Following the principles of Yoga, a teacher must practice Karma Yoga, which represents selfless action for the benefit of others. Thus each practitioner or Yoga Teacher must work for the community and without benefiting from it personally. In addition, every teacher or practitioner of yoga must respect the fundamental principles called Yamas and Nyamas whose first commandment concerns Ahimsa which means “Non-Violence” in Sanskrit and more generally, respect for life. The word ahiṃsā properly refers to “the action or causing harm to no life” This naturally includes the protection of the environment and Nature.

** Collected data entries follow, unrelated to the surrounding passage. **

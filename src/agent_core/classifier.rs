//! Token stream classifier.
//!
//! Consumes model output one token at a time and separates pass-through text
//! from embedded tool-call payloads of the form
//! `{"tool": "provider.tool", "arguments": {...}}`.
//!
//! Two states:
//! - `Normal`: every token passes through. A token that trims to exactly `{`
//!   starts a candidate.
//! - `Collecting`: tokens are buffered and still pass through while braces
//!   are unbalanced. When the count drops to zero the buffer is validated.
//!
//! A validated call withholds its closing token; a rejected candidate emits
//! it. Nothing already emitted is ever retracted.

use serde_json::{Map, Value};

/// Largest candidate buffer before collection is abandoned.
pub const MAX_CANDIDATE_BYTES: usize = 256 * 1024;

// ─── Types ───────────────────────────────────────────────────────────────────

/// A tool call parsed from model output. Lives for one cycle.
#[derive(Debug, Clone, PartialEq)]
pub struct ToolCall {
    /// Provider named in a dotted `provider.tool`, or `None` for a bare name.
    pub provider_guess: Option<String>,
    pub tool_name: String,
    pub arguments: Map<String, Value>,
}

impl ToolCall {
    /// Provider to invoke, falling back to `dynamic_provider` for bare names.
    pub fn provider<'a>(&'a self, dynamic_provider: &'a str) -> &'a str {
        self.provider_guess.as_deref().unwrap_or(dynamic_provider)
    }
}

/// A completed detection.
#[derive(Debug, Clone, PartialEq)]
pub struct DetectedToolCall {
    pub call: ToolCall,
    /// The payload with `<think>` regions stripped and whitespace trimmed.
    pub raw: String,
}

/// What to do with the token just pushed.
#[derive(Debug, Clone, PartialEq)]
pub enum TokenClass {
    /// Forward the token to the output sink.
    PassThrough,
    /// The token closed a valid tool call; do not forward it.
    ToolCall(DetectedToolCall),
}

#[derive(Debug, Clone, Copy, PartialEq, Eq)]
pub enum ClassifierState {
    Normal,
    Collecting,
}

// ─── Classifier ──────────────────────────────────────────────────────────────

/// Brace-balancing state machine over a token stream.
#[derive(Debug)]
pub struct TokenClassifier {
    state: ClassifierState,
    buffer: String,
    brace_count: i64,
}

impl Default for TokenClassifier {
    fn default() -> Self {
        Self::new()
    }
}

impl TokenClassifier {
    pub fn new() -> Self {
        Self {
            state: ClassifierState::Normal,
            buffer: String::new(),
            brace_count: 0,
        }
    }

    pub fn state(&self) -> ClassifierState {
        self.state
    }

    /// Classify one token.
    pub fn push(&mut self, token: &str) -> TokenClass {
        match self.state {
            ClassifierState::Normal => {
                if token.trim() == "{" {
                    self.state = ClassifierState::Collecting;
                    self.buffer.clear();
                    self.buffer.push_str(token);
                    self.brace_count = 1;
                }
                TokenClass::PassThrough
            }
            ClassifierState::Collecting => self.collect(token),
        }
    }

    fn collect(&mut self, token: &str) -> TokenClass {
        self.buffer.push_str(token);
        for c in token.chars() {
            match c {
                '{' => self.brace_count += 1,
                '}' => self.brace_count -= 1,
                _ => {}
            }
        }

        if self.brace_count > 0 {
            if self.buffer.len() > MAX_CANDIDATE_BYTES {
                tracing::warn!(
                    bytes = self.buffer.len(),
                    "tool call candidate too large, abandoning"
                );
                self.reset();
            }
            return TokenClass::PassThrough;
        }

        let cleaned = strip_think_blocks(&self.buffer).trim().to_string();
        self.reset();

        match parse_tool_call(&cleaned) {
            Some(call) => {
                tracing::debug!(
                    provider = call.provider_guess.as_deref().unwrap_or("<dynamic>"),
                    tool = %call.tool_name,
                    "tool call detected"
                );
                TokenClass::ToolCall(DetectedToolCall { call, raw: cleaned })
            }
            None => {
                tracing::trace!("balanced candidate is not a tool call");
                TokenClass::PassThrough
            }
        }
    }

    /// Reset at stream end. Returns whether an unfinished candidate was dropped.
    pub fn finish(&mut self) -> bool {
        let was_collecting = self.state == ClassifierState::Collecting;
        self.reset();
        was_collecting
    }

    fn reset(&mut self) {
        self.state = ClassifierState::Normal;
        self.buffer.clear();
        self.brace_count = 0;
    }
}

// ─── Validation ──────────────────────────────────────────────────────────────

/// Remove every complete `<think>…</think>` region.
fn strip_think_blocks(text: &str) -> String {
    const OPEN: &str = "<think>";
    const CLOSE: &str = "</think>";

    let mut out = String::with_capacity(text.len());
    let mut rest = text;
    while let Some(start) = rest.find(OPEN) {
        let after_open = &rest[start + OPEN.len()..];
        match after_open.find(CLOSE) {
            Some(end) => {
                out.push_str(&rest[..start]);
                rest = &after_open[end + CLOSE.len()..];
            }
            None => break,
        }
    }
    out.push_str(rest);
    out
}

/// Strict schema check: non-empty string `tool` plus an `arguments` or
/// `parameters` object. More than one dot in the name is rejected.
pub fn parse_tool_call(text: &str) -> Option<ToolCall> {
    let parsed: Value = serde_json::from_str(text).ok()?;
    let obj = parsed.as_object()?;

    let tool = obj.get("tool")?.as_str()?.trim();
    if tool.is_empty() {
        return None;
    }

    let arguments = obj
        .get("arguments")
        .and_then(|a| a.as_object())
        .or_else(|| obj.get("parameters").and_then(|p| p.as_object()))?
        .clone();

    let parts: Vec<&str> = tool.split('.').collect();
    let (provider_guess, tool_name) = match parts.as_slice() {
        [name] => (None, name.to_string()),
        [provider, name] if !provider.is_empty() && !name.is_empty() => {
            (Some(provider.to_string()), name.to_string())
        }
        _ => return None,
    };

    Some(ToolCall {
        provider_guess,
        tool_name,
        arguments,
    })
}

// ─── Tests ───────────────────────────────────────────────────────────────────

#[cfg(test)]
mod tests {
    use super::*;

    /// Feed tokens; return (emitted text, detections).
    fn run(tokens: &[&str]) -> (String, Vec<DetectedToolCall>) {
        let mut classifier = TokenClassifier::new();
        let mut emitted = String::new();
        let mut detected = Vec::new();
        for token in tokens {
            match classifier.push(token) {
                TokenClass::PassThrough => emitted.push_str(token),
                TokenClass::ToolCall(call) => detected.push(call),
            }
        }
        classifier.finish();
        (emitted, detected)
    }

    #[test]
    fn test_plain_text_passes_through() {
        let (emitted, detected) = run(&["Hello", ", ", "world"]);
        assert_eq!(emitted, "Hello, world");
        assert!(detected.is_empty());
    }

    #[test]
    fn test_detects_dotted_call_and_withholds_closing_token() {
        let tokens = [
            "I'll check.",
            "\n",
            "{",
            "\"tool\": \"fs.list_directory\", ",
            "\"arguments\": {\"path\": \"/tmp\"}",
            "}",
        ];
        let (emitted, detected) = run(&tokens);

        assert_eq!(detected.len(), 1);
        let call = &detected[0].call;
        assert_eq!(call.provider_guess.as_deref(), Some("fs"));
        assert_eq!(call.tool_name, "list_directory");
        assert_eq!(call.arguments["path"], "/tmp");

        let total: usize = tokens.iter().map(|t| t.len()).sum();
        assert_eq!(emitted.len(), total - "}".len());
        assert!(emitted.starts_with("I'll check."));
    }

    #[test]
    fn test_rejected_candidate_emits_everything() {
        let tokens = ["{", "\"name\": ", "\"value\"", "}", " done"];
        let (emitted, detected) = run(&tokens);
        assert!(detected.is_empty());
        assert_eq!(emitted, tokens.concat());
    }

    #[test]
    fn test_well_formed_call_split_at_every_boundary() {
        let body = r#""tool": "web.fetch", "parameters": {"url": "https://example.com"}}"#;
        for i in 1..body.len() {
            if !body.is_char_boundary(i) {
                continue;
            }
            let (a, b) = body.split_at(i);
            let (_, detected) = run(&["{", a, b]);
            assert_eq!(detected.len(), 1, "split at {i}");
            assert_eq!(detected[0].call.provider_guess.as_deref(), Some("web"));
            assert_eq!(detected[0].call.tool_name, "fetch");
        }
    }

    #[test]
    fn test_detected_exactly_once_across_many_chunks() {
        let body = r#" "tool": "fs.read_file", "arguments": {"path": "/etc/hosts"} }"#;
        let chunks: Vec<String> = body.chars().map(|c| c.to_string()).collect();
        let mut tokens = vec!["{"];
        tokens.extend(chunks.iter().map(|s| s.as_str()));
        let (_, detected) = run(&tokens);
        assert_eq!(detected.len(), 1);
        assert_eq!(detected[0].call.tool_name, "read_file");
    }

    #[test]
    fn test_bare_name_has_no_provider() {
        let (_, detected) = run(&["{", r#""tool": "make_tool", "arguments": {}"#, "}"]);
        let call = &detected[0].call;
        assert!(call.provider_guess.is_none());
        assert_eq!(call.provider("mcp-dynamic-tools"), "mcp-dynamic-tools");
    }

    #[test]
    fn test_malformed_payloads_never_detected() {
        let cases = [
            r#""tool": "a.b.c", "arguments": {}}"#,
            r#""tool": "fs.read_file"}"#,
            r#""tool": "fs.read_file", "arguments": "path=/tmp"}"#,
            r#""tool": "", "arguments": {}}"#,
            r#""tool": 42, "arguments": {}}"#,
            r#""tool": ".read", "arguments": {}}"#,
            r#" this is not json }"#,
        ];
        for case in cases {
            let mut classifier = TokenClassifier::new();
            classifier.push("{");
            assert_eq!(classifier.push(case), TokenClass::PassThrough, "case: {case}");
            assert_eq!(classifier.state(), ClassifierState::Normal);
        }
    }

    #[test]
    fn test_think_blocks_are_stripped() {
        let (_, detected) = run(&[
            "{",
            "<think>should I use {braces}?</think>",
            r#""tool": "fs.stat", "arguments": {"path": "/"}"#,
            "}",
        ]);
        assert_eq!(detected.len(), 1);
        assert!(!detected[0].raw.contains("think"));
        assert!(detected[0].raw.starts_with('{'));
    }

    #[test]
    fn test_only_bare_brace_token_starts_collection() {
        let mut classifier = TokenClassifier::new();
        classifier.push(r#"{"tool": "fs.stat", "arguments": {}}"#);
        assert_eq!(classifier.state(), ClassifierState::Normal);
        classifier.push("  {\n");
        assert_eq!(classifier.state(), ClassifierState::Collecting);
    }

    #[test]
    fn test_finish_resets_unbalanced_candidate() {
        let mut classifier = TokenClassifier::new();
        classifier.push("{");
        classifier.push(r#""tool": "fs.stat", "arguments": {"#);
        assert!(classifier.finish());
        assert_eq!(classifier.state(), ClassifierState::Normal);
        assert!(!classifier.finish());
    }

    #[test]
    fn test_oversized_candidate_abandoned() {
        let mut classifier = TokenClassifier::new();
        classifier.push("{");
        let filler = "x".repeat(MAX_CANDIDATE_BYTES);
        assert_eq!(classifier.push(&filler), TokenClass::PassThrough);
        assert_eq!(classifier.state(), ClassifierState::Normal);
    }

    #[test]
    fn test_excess_closing_braces_end_candidate() {
        let mut classifier = TokenClassifier::new();
        classifier.push("{");
        assert_eq!(classifier.push("}}"), TokenClass::PassThrough);
        assert_eq!(classifier.state(), ClassifierState::Normal);
    }

    #[test]
    fn test_strip_think_blocks_keeps_unclosed() {
        assert_eq!(strip_think_blocks("a<think>x</think>b<think>y</think>c"), "abc");
        assert_eq!(strip_think_blocks("a<think>open"), "a<think>open");
    }
}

South Africa has presented itself as a privileged ground for the necessary change that the Organization wishes to contribute to implement. Because of its history and its ethnic construction, the country represents a constant challenge to live well together in an exceptional nature and is also considered as an open door to the experimentation of the collective will. Other parts of the world need identical relays but the pilot project in South Africa is probably the most emblematic about a nation’s ability to find the creativity and energies to recover and grow. This implies not only the abstention from violence in acts or words (insult, hurtful words), but more subtly at the level of thoughts, since the mind must be directed upstream, so that all that flows from it (word, act) falls under self-control, the abolition of the ego and the sense of “I” thus feeds the “us”.
Ahimsâ shortcuts violence against Nature and life, eradicates selfishness, encourages benevolence and benevolence towards all beings: it is not a specifically yogic measure, but desired by every man because Ahiṃsā is more than a “virtue” since it has been seen since Antiquity as the political basis of a dignified society.